__Assignment__: In the listing below, find each line that holds "Deserialize" and list it.
=-=-=
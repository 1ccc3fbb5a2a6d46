use chrono::{DateTime, TimeZone, Utc};
use std::fmt::Display;

// e.g. `9 Mar 2026 • 05:04 PM`
pub fn format_note_timestamp<Tz>(date: &DateTime<Utc>, tz: &Tz) -> String
where
    Tz: TimeZone,
    Tz::Offset: Display,
{
    let local = date.with_timezone(tz);
    format!("{} • {}", local.format("%-d %b %Y"), local.format("%I:%M %p"))
}
//! Event types and listener handles for player notifications

use std::rc::Rc;

use serde::{Deserialize, Serialize};

use crate::ids::PlayerId;
use crate::player::PlaybackState;

/// Kinds of player events
#[derive(Debug, Clone, Copy, PartialEq, Eq, Hash, Serialize, Deserialize)]
#[serde(rename_all = "lowercase")]
pub enum EventKind {
    /// Animation loaded and first frame rendered
    Load,
    /// Playback started or resumed
    Play,
    /// Playback paused
    Pause,
    /// Playback stopped
    Stop,
    /// End of the timeline reached (once per boundary in loop/bounce)
    Complete,
    /// A new frame was drawn
    Frame,
    /// Loading or rendering failed
    Error,
    /// Playback suspended without losing position
    Freeze,
    /// Playback restored after a freeze
    Unfreeze,
}

impl EventKind {
    /// Every kind, in declaration order
    pub const ALL: [EventKind; 9] = [
        Self::Load,
        Self::Play,
        Self::Pause,
        Self::Stop,
        Self::Complete,
        Self::Frame,
        Self::Error,
        Self::Freeze,
        Self::Unfreeze,
    ];

    /// Get the name of this event kind
    #[inline]
    pub fn name(&self) -> &'static str {
        match self {
            Self::Load => "load",
            Self::Play => "play",
            Self::Pause => "pause",
            Self::Stop => "stop",
            Self::Complete => "complete",
            Self::Frame => "frame",
            Self::Error => "error",
            Self::Freeze => "freeze",
            Self::Unfreeze => "unfreeze",
        }
    }

    /// Check if this is a lifecycle transition event
    #[inline]
    pub fn is_transition(&self) -> bool {
        !matches!(self, Self::Frame | Self::Error)
    }
}

impl std::fmt::Display for EventKind {
    fn fmt(&self, f: &mut std::fmt::Formatter<'_>) -> std::fmt::Result {
        f.write_str(self.name())
    }
}

impl std::str::FromStr for EventKind {
    type Err = String;

    fn from_str(s: &str) -> Result<Self, Self::Err> {
        EventKind::ALL
            .into_iter()
            .find(|kind| kind.name() == s)
            .ok_or_else(|| format!("unknown event kind '{s}'"))
    }
}

/// Kind-specific event data
#[derive(Debug, Clone, PartialEq, Serialize, Deserialize)]
#[serde(tag = "type", rename_all = "snake_case")]
pub enum EventPayload {
    None,
    Load {
        duration: f64,
        fps: f64,
        total_frames: u32,
    },
    Frame {
        fraction: f64,
        frame: u32,
    },
    Complete {
        fraction: f64,
        /// Boundaries crossed since play started
        loops: u64,
    },
    Freeze {
        prior: PlaybackState,
    },
    Unfreeze {
        restored: PlaybackState,
    },
    Error {
        category: String,
        message: String,
    },
}

/// A dispatched player event
#[derive(Debug, Clone, PartialEq, Serialize, Deserialize)]
pub struct PlayerEvent {
    pub kind: EventKind,
    pub player: PlayerId,
    /// Time source reading when the event was raised (seconds)
    pub timestamp: f64,
    pub payload: EventPayload,
}

impl PlayerEvent {
    /// Create an event without payload
    pub fn new(kind: EventKind, player: PlayerId, timestamp: f64) -> Self {
        Self {
            kind,
            player,
            timestamp,
            payload: EventPayload::None,
        }
    }

    #[inline]
    pub fn with_payload(mut self, payload: EventPayload) -> Self {
        self.payload = payload;
        self
    }

    /// Create a load event
    pub fn load(
        player: PlayerId,
        timestamp: f64,
        duration: f64,
        fps: f64,
        total_frames: u32,
    ) -> Self {
        Self::new(EventKind::Load, player, timestamp).with_payload(EventPayload::Load {
            duration,
            fps,
            total_frames,
        })
    }

    /// Create a frame event
    pub fn frame(player: PlayerId, timestamp: f64, fraction: f64, frame: u32) -> Self {
        Self::new(EventKind::Frame, player, timestamp)
            .with_payload(EventPayload::Frame { fraction, frame })
    }

    /// Create a completion milestone
    pub fn complete(player: PlayerId, timestamp: f64, fraction: f64, loops: u64) -> Self {
        Self::new(EventKind::Complete, player, timestamp)
            .with_payload(EventPayload::Complete { fraction, loops })
    }

    /// Create an error event from a playback error
    pub fn error(player: PlayerId, timestamp: f64, error: &crate::PlaybackError) -> Self {
        Self::new(EventKind::Error, player, timestamp).with_payload(EventPayload::Error {
            category: error.category().to_string(),
            message: error.to_string(),
        })
    }

    /// Fraction carried by frame/complete events
    pub fn fraction(&self) -> Option<f64> {
        match self.payload {
            EventPayload::Frame { fraction, .. } | EventPayload::Complete { fraction, .. } => {
                Some(fraction)
            }
            _ => None,
        }
    }

    /// Error message carried by error events
    pub fn error_message(&self) -> Option<&str> {
        match &self.payload {
            EventPayload::Error { message, .. } => Some(message),
            _ => None,
        }
    }
}

type ListenerFn = dyn Fn(&PlayerEvent) -> anyhow::Result<()>;

/// Shared handle to an event callback.
///
/// Clones of a handle are the same listener: registering a clone twice for one
/// kind keeps a single entry, and any clone can be used to remove it.
#[derive(Clone)]
pub struct Listener {
    inner: Rc<ListenerFn>,
}

impl Listener {
    /// Wrap a fallible callback. An `Err` is reported as a listener fault.
    pub fn new<F>(callback: F) -> Self
    where
        F: Fn(&PlayerEvent) -> anyhow::Result<()> + 'static,
    {
        Self {
            inner: Rc::new(callback),
        }
    }

    /// Wrap a callback that cannot fail
    pub fn infallible<F>(callback: F) -> Self
    where
        F: Fn(&PlayerEvent) + 'static,
    {
        Self::new(move |event| {
            callback(event);
            Ok(())
        })
    }

    /// Identity of the underlying callback allocation
    #[inline]
    pub(crate) fn key(&self) -> usize {
        Rc::as_ptr(&self.inner) as *const () as usize
    }

    #[inline]
    pub(crate) fn call(&self, event: &PlayerEvent) -> anyhow::Result<()> {
        (self.inner)(event)
    }
}

impl PartialEq for Listener {
    fn eq(&self, other: &Self) -> bool {
        self.key() == other.key()
    }
}

impl Eq for Listener {}

impl std::fmt::Debug for Listener {
    fn fmt(&self, f: &mut std::fmt::Formatter<'_>) -> std::fmt::Result {
        f.debug_struct("Listener")
            .field("key", &format_args!("{:#x}", self.key()))
            .finish()
    }
}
=-=-=
__Exercise solution__:
use serde::{Deserialize, Serialize};
#[derive(Debug, Clone, Copy, PartialEq, Eq, Hash, Serialize, Deserialize)]
#[derive(Debug, Clone, PartialEq, Serialize, Deserialize)]
#[derive(Debug, Clone, PartialEq, Serialize, Deserialize)]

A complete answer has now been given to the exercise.